Word for word, transcribe the data below from the line with "self.get(Resource::SkillCategories).await" to the line with "the cached collection.", keeping both of those lines.

------------------------------------------------

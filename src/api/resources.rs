//! Resource wrappers that always resolve to data.
//!
//! Every read goes through the cache layer and then through [`with_fallback`],
//! so callers get live data, the last cached copy, or the bundled dataset, in
//! that order, and never an error. Mutations skip the cache and surface
//! their errors.

use serde_json::{json, Value};
use std::future::Future;
use tracing::{info, warn};

use crate::cache::{
  CacheLayer, CacheResult, Clock, FetchError, KeyValueStore, Method, RequestOptions,
  ResourceFetcher, SystemClock,
};

use super::fallback::{self, Resource};

/// Store key the application uses for its separate request-cache blob.
pub const REQUEST_CACHE_KEY: &str = "portfolio_query_cache";

/// Await `fetch`; on failure log it and substitute `fallback()`.
pub async fn with_fallback<T, Fut>(
  label: &str,
  fetch: Fut,
  fallback: impl FnOnce() -> T,
) -> CacheResult<T>
where
  Fut: Future<Output = Result<CacheResult<T>, FetchError>>,
{
  match fetch.await {
    Ok(result) => result,
    Err(e) => {
      warn!(endpoint = label, error = %e, "serving bundled fallback data");
      CacheResult::fallback(fallback())
    }
  }
}

/// Portfolio API with caching and fallback support.
pub struct PortfolioApi<S, F, C = SystemClock> {
  cache: CacheLayer<S, F, C>,
}

impl<S: KeyValueStore, F: ResourceFetcher, C: Clock> PortfolioApi<S, F, C> {
  pub fn new(cache: CacheLayer<S, F, C>) -> Self {
    Self { cache }
  }

  pub fn cache(&self) -> &CacheLayer<S, F, C> {
    &self.cache
  }

  /// Wipe every cached entry and the request-cache blob so the session starts live.
  pub fn reset_session(&self) -> usize {
    let removed = self.cache.clear_cache();
    if let Err(e) = self.cache.store().remove(REQUEST_CACHE_KEY) {
      warn!(key = REQUEST_CACHE_KEY, error = %e, "failed to remove request cache");
    }
    info!(removed, "cache reset for a live session");
    removed
  }

  async fn read(&self, endpoint: &str) -> Result<CacheResult<Value>, FetchError> {
    self
      .cache
      .fetch_with_source(endpoint, &RequestOptions::get())
      .await
  }

  /// Read a whole resource.
  pub async fn get(&self, resource: Resource) -> CacheResult<Value> {
    let endpoint = resource.endpoint();
    with_fallback(endpoint, self.read(endpoint), || resource.fallback()).await
  }

  /// Read one item of a collection by id.
  pub async fn item(&self, resource: Resource, id: u64) -> CacheResult<Value> {
    let endpoint = format!("{}/{}", resource.endpoint(), id);
    with_fallback(&endpoint, self.read(&endpoint), || {
      fallback::find_item(resource, "id", &json!(id))
    })
    .await
  }

  pub async fn profile(&self) -> CacheResult<Value> {
    self.get(Resource::Profile).await
  }

  pub async fn projects(&self) -> CacheResult<Value> {
    self.get(Resource::Projects).await
  }

  pub async fn project(&self, id: u64) -> CacheResult<Value> {
    self.item(Resource::Projects, id).await
  }

  pub async fn project_categories(&self) -> CacheResult<Value> {
    self.get(Resource::ProjectCategories).await
  }

  pub async fn skills(&self) -> CacheResult<Value> {
    self.get(Resource::Skills).await
  }

  pub async fn skill_categories(&self) -> CacheResult<Value> {
    self.get(Resource::SkillCategories).await
  }

  pub async fn experience(&self) -> CacheResult<Value> {
    self.get(Resource::Experience).await
  }

  pub async fn education(&self) -> CacheResult<Value> {
    self.get(Resource::Education).await
  }

  pub async fn certificates(&self) -> CacheResult<Value> {
    self.get(Resource::Certificates).await
  }

  pub async fn certificate_categories(&self) -> CacheResult<Value> {
    self.get(Resource::CertificateCategories).await
  }

  pub async fn social_links(&self) -> CacheResult<Value> {
    self.get(Resource::SocialLinks).await
  }

  pub async fn blog_categories(&self) -> CacheResult<Value> {
    self.get(Resource::BlogCategories).await
  }

  pub async fn blog_posts(&self) -> CacheResult<Value> {
    self.get(Resource::BlogPosts).await
  }

  pub async fn blog_post(&self, id: u64) -> CacheResult<Value> {
    self.item(Resource::BlogPosts, id).await
  }

  pub async fn blog_post_by_slug(&self, slug: &str) -> CacheResult<Value> {
    let encoded: String = url::form_urlencoded::byte_serialize(slug.as_bytes()).collect();
    let endpoint = format!("{}/by_slug?slug={}", Resource::BlogPosts.endpoint(), encoded);
    with_fallback(&endpoint, self.read(&endpoint), || {
      fallback::find_item(Resource::BlogPosts, "slug", &json!(slug))
    })
    .await
  }

  pub async fn settings(&self) -> CacheResult<Value> {
    self.get(Resource::Settings).await
  }

  pub async fn home_content(&self) -> CacheResult<Value> {
    self.get(Resource::HomeContent).await
  }

  pub async fn about_content(&self) -> CacheResult<Value> {
    self.get(Resource::AboutContent).await
  }

  /// Create an item, then drop the cached collection.
  pub async fn create(&self, resource: Resource, body: Value) -> Result<Value, FetchError> {
    let options = RequestOptions::with_method(Method::Post).body(body);
    self.mutate(resource, resource.endpoint(), &options).await
  }

  /// Update an item, then drop the cached collection and item.
  pub async fn update(
    &self,
    resource: Resource,
    id: u64,
    body: Value,
  ) -> Result<Value, FetchError> {
    let endpoint = format!("{}/{}", resource.endpoint(), id);
    let options = RequestOptions::with_method(Method::Put).body(body);
    self.mutate(resource, &endpoint, &options).await
  }

  /// Delete an item, then drop the cached collection and item.
  pub async fn delete(&self, resource: Resource, id: u64) -> Result<Value, FetchError> {
    let endpoint = format!("{}/{}", resource.endpoint(), id);
    let options = RequestOptions::with_method(Method::Delete);
    self.mutate(resource, &endpoint, &options).await
  }

  async fn mutate(
    &self,
    resource: Resource,
    endpoint: &str,
    options: &RequestOptions,
  ) -> Result<Value, FetchError> {
    let result = self.cache.fetch_with_cache(endpoint, options).await?;

    self.cache.invalidate(resource.endpoint());
    if endpoint != resource.endpoint() {
      self.cache.invalidate(endpoint);
    }
    info!(
      endpoint,
      method = options.method.as_str(),
      "mutation applied, cache invalidated"
    );

    Ok(result)
  }

  /// Send a contact message. Not cached, nothing to invalidate.
  pub async fn send_message(&self, body: Value) -> Result<Value, FetchError> {
    let options = RequestOptions::with_method(Method::Post).body(body);
    self.cache.fetch_with_cache("/messages", &options).await
  }

  /// Backend health check. Always live, never substituted.
  pub async fn health(&self) -> Result<Value, FetchError> {
    self
      .cache
      .fetcher()
      .fetch("/health", &RequestOptions::get())
      .await
  }
}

------------------------------------------------

▶ **ANSWER BELOW**
    self.get(Resource::SkillCategories).await
  }

  pub async fn experience(&self) -> CacheResult<Value> {
    self.get(Resource::Experience).await
  }

  pub async fn education(&self) -> CacheResult<Value> {
    self.get(Resource::Education).await
  }

  pub async fn certificates(&self) -> CacheResult<Value> {
    self.get(Resource::Certificates).await
  }

  pub async fn certificate_categories(&self) -> CacheResult<Value> {
    self.get(Resource::CertificateCategories).await
  }

  pub async fn social_links(&self) -> CacheResult<Value> {
    self.get(Resource::SocialLinks).await
  }

  pub async fn blog_categories(&self) -> CacheResult<Value> {
    self.get(Resource::BlogCategories).await
  }

  pub async fn blog_posts(&self) -> CacheResult<Value> {
    self.get(Resource::BlogPosts).await
  }

  pub async fn blog_post(&self, id: u64) -> CacheResult<Value> {
    self.item(Resource::BlogPosts, id).await
  }

  pub async fn blog_post_by_slug(&self, slug: &str) -> CacheResult<Value> {
    let encoded: String = url::form_urlencoded::byte_serialize(slug.as_bytes()).collect();
    let endpoint = format!("{}/by_slug?slug={}", Resource::BlogPosts.endpoint(), encoded);
    with_fallback(&endpoint, self.read(&endpoint), || {
      fallback::find_item(Resource::BlogPosts, "slug", &json!(slug))
    })
    .await
  }

  pub async fn settings(&self) -> CacheResult<Value> {
    self.get(Resource::Settings).await
  }

  pub async fn home_content(&self) -> CacheResult<Value> {
    self.get(Resource::HomeContent).await
  }

  pub async fn about_content(&self) -> CacheResult<Value> {
    self.get(Resource::AboutContent).await
  }

  /// Create an item, then drop the cached collection.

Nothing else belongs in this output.